Lee mengatakan: "Sementara AS menghabiskan triliunan dolar untuk bermimpi atau berharap membangun satu model AGI raksasa untuk menghancurkan semua yang lain, Tiongkok seperti berkolaborasi dan membangun perangkat lunak sumber terbuka, dan mencoba mencari cara untuk menghasilkan uang."

Ia menambahkan bahwa pendekatan AS didorong oleh mentalitas kompetitif “winner-takes-all”, sementara perusahaan China lebih fokus pada pengembangan bertahap, open-source, serta persaingan berbasis pengguna.

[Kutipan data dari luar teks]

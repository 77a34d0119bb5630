use crate::error::{ConfigError, ConfigResult};
use crate::subnet::Subnet;
use serde::{Deserialize, Serialize};
use std::collections::BTreeMap;
use std::fmt;
use std::path::PathBuf;
use std::str::FromStr;

use super::{ChainSettings, NodeSettings, PortSettings};

/// What to do when writing one participant's files fails.
#[derive(Debug, Clone, Copy, Default, PartialEq, Eq, Serialize, Deserialize)]
#[serde(rename_all = "lowercase")]
pub enum FailurePolicy {
    /// Abort the whole run on the first failure
    #[default]
    Strict,
    /// Record the failure, leave the participant out of the manifest, carry on
    Lenient,
}

impl fmt::Display for FailurePolicy {
    fn fmt(&self, f: &mut fmt::Formatter<'_>) -> fmt::Result {
        match self {
            FailurePolicy::Strict => write!(f, "strict"),
            FailurePolicy::Lenient => write!(f, "lenient"),
        }
    }
}

impl FromStr for FailurePolicy {
    type Err = ConfigError;

    fn from_str(s: &str) -> Result<Self, Self::Err> {
        match s.to_lowercase().as_str() {
            "strict" => Ok(FailurePolicy::Strict),
            "lenient" => Ok(FailurePolicy::Lenient),
            _ => Err(ConfigError::InvalidPolicy(s.to_string())),
        }
    }
}

/// The virtual network every service is attached to.
#[derive(Debug, Clone, PartialEq, Eq, Serialize, Deserialize)]
#[serde(default)]
pub struct VirtualNetworkSettings {
    /// Network name used as the key in the manifest
    pub name: String,

    /// Network driver
    pub driver: String,

    /// Subnet the node addresses are allocated from
    pub subnet: Subnet,
}

impl Default for VirtualNetworkSettings {
    fn default() -> Self {
        Self {
            name: "camino-local".to_string(),
            driver: "bridge".to_string(),
            subnet: Subnet::default(),
        }
    }
}

/// Main configuration for one generator run
#[derive(Debug, Clone, PartialEq, Eq, Serialize, Deserialize)]
#[serde(default)]
pub struct GeneratorConfig {
    /// Root directory that receives one subdirectory per node and the manifest
    pub output_dir: PathBuf,

    /// Delete and regenerate an existing output directory
    pub allow_override: bool,

    /// Container image every service runs
    pub image: String,

    /// Number of archive-only nodes appended after the validators
    pub archive_nodes: usize,

    /// Handling of per-participant write failures
    pub failure_policy: FailurePolicy,

    /// Virtual network settings
    pub network: VirtualNetworkSettings,

    /// Node config defaults
    pub node: NodeSettings,

    /// Host and container ports
    pub ports: PortSettings,

    /// Sub-chain config preset
    pub chain: ChainSettings,

    /// Environment variables set on every service
    pub service_environment: BTreeMap<String, String>,
}

impl Default for GeneratorConfig {
    fn default() -> Self {
        Self {
            output_dir: PathBuf::from("./local/docker-compose"),
            allow_override: false,
            image: "c4tplatform/camino-node:chain4travel".to_string(),
            archive_nodes: 0,
            failure_policy: FailurePolicy::default(),
            network: VirtualNetworkSettings::default(),
            node: NodeSettings::default(),
            ports: PortSettings::default(),
            chain: ChainSettings::default(),
            service_environment: BTreeMap::new(),
        }
    }
}

impl GeneratorConfig {
    /// File name of the manifest inside `output_dir`
    pub const MANIFEST_FILE: &'static str = "docker-compose.yml";

    /// Path of the manifest this configuration produces
    pub fn manifest_path(&self) -> PathBuf {
        self.output_dir.join(Self::MANIFEST_FILE)
    }

    /// Validate the configuration for consistency
    pub fn validate(&self) -> ConfigResult<()> {
        if self.output_dir.as_os_str().is_empty() {
            return Err(ConfigError::ValidationFailed(
                "Output directory cannot be empty".to_string(),
            ));
        }

        if self.image.trim().is_empty() {
            return Err(ConfigError::ValidationFailed(
                "Image reference cannot be empty".to_string(),
            ));
        }

        if self.network.name.is_empty() {
            return Err(ConfigError::ValidationFailed(
                "Network name cannot be empty".to_string(),
            ));
        }

        if self.network.driver.is_empty() {
            return Err(ConfigError::ValidationFailed(
                "Network driver cannot be empty".to_string(),
            ));
        }

        // The bootstrap validator needs an address too.
        if self.archive_nodes >= self.network.subnet.host_capacity() {
            return Err(ConfigError::ValidationFailed(format!(
                "{} archive nodes leave no room for validators in {} ({} hosts)",
                self.archive_nodes,
                self.network.subnet,
                self.network.subnet.host_capacity()
            )));
        }

        self.node.validate()?;
        self.ports.validate()?;
        self.chain.validate(&self.node.data_dir)?;

        Ok(())
    }
}

#[cfg(test)]
mod tests {
    use super::*;

    #[test]
    fn test_default_config_is_valid() {
        let config = GeneratorConfig::default();
        assert!(config.validate().is_ok());
        assert_eq!(config.failure_policy, FailurePolicy::Strict);
        assert_eq!(
            config.manifest_path(),
            PathBuf::from("./local/docker-compose/docker-compose.yml")
        );
    }

    #[test]
    fn test_failure_policy_parse() {
        assert_eq!("strict".parse::<FailurePolicy>().unwrap(), FailurePolicy::Strict);
        assert_eq!("LENIENT".parse::<FailurePolicy>().unwrap(), FailurePolicy::Lenient);
        assert!("sometimes".parse::<FailurePolicy>().is_err());
        assert_eq!(FailurePolicy::Lenient.to_string(), "lenient");
    }

    #[test]
    fn test_archive_nodes_bounded_by_subnet() {
        let mut config = GeneratorConfig::default();
        config.network.subnet = "10.0.7.0/30".parse().unwrap();
        config.archive_nodes = 1;
        assert!(config.validate().is_err());

        config.archive_nodes = 0;
        assert!(config.validate().is_ok());
    }

    #[test]
    fn test_custom_data_dir_moves_offline_pruning() {
        let mut config = GeneratorConfig::default();
        config.node.data_dir = "/var/lib/node".to_string();
        assert!(config.validate().is_ok());
        assert_eq!(
            config.chain.offline_pruning_dir(&config.node.data_dir),
            "/var/lib/node/offline-pruning"
        );

        config.chain.offline_pruning_data_directory = Some("/mnt/node/offline-pruning".to_string());
        assert!(config.validate().is_err());
    }

    #[test]
    fn test_empty_image_rejected() {
        let mut config = GeneratorConfig::default();
        config.image = "  ".to_string();
        assert!(config.validate().is_err());
    }
}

Lee menegaskan bahwa: "Persaingan AS-Tiongkok akan lebih baik dan lebih konstruktif jika lebih banyak orang memahami, dan mungkin merangkul, pendekatan Tiongkok."

Perbedaannya bukan hanya teknis, tetapi juga ideologis. Silicon Valley percaya bahwa jika satu perusahaan kalah, negara pun bisa kalah. 

Sementara ekosistem AI China lebih menekankan dinamika pemimpin–pengikut yang bersifat organik dan kolaboratif.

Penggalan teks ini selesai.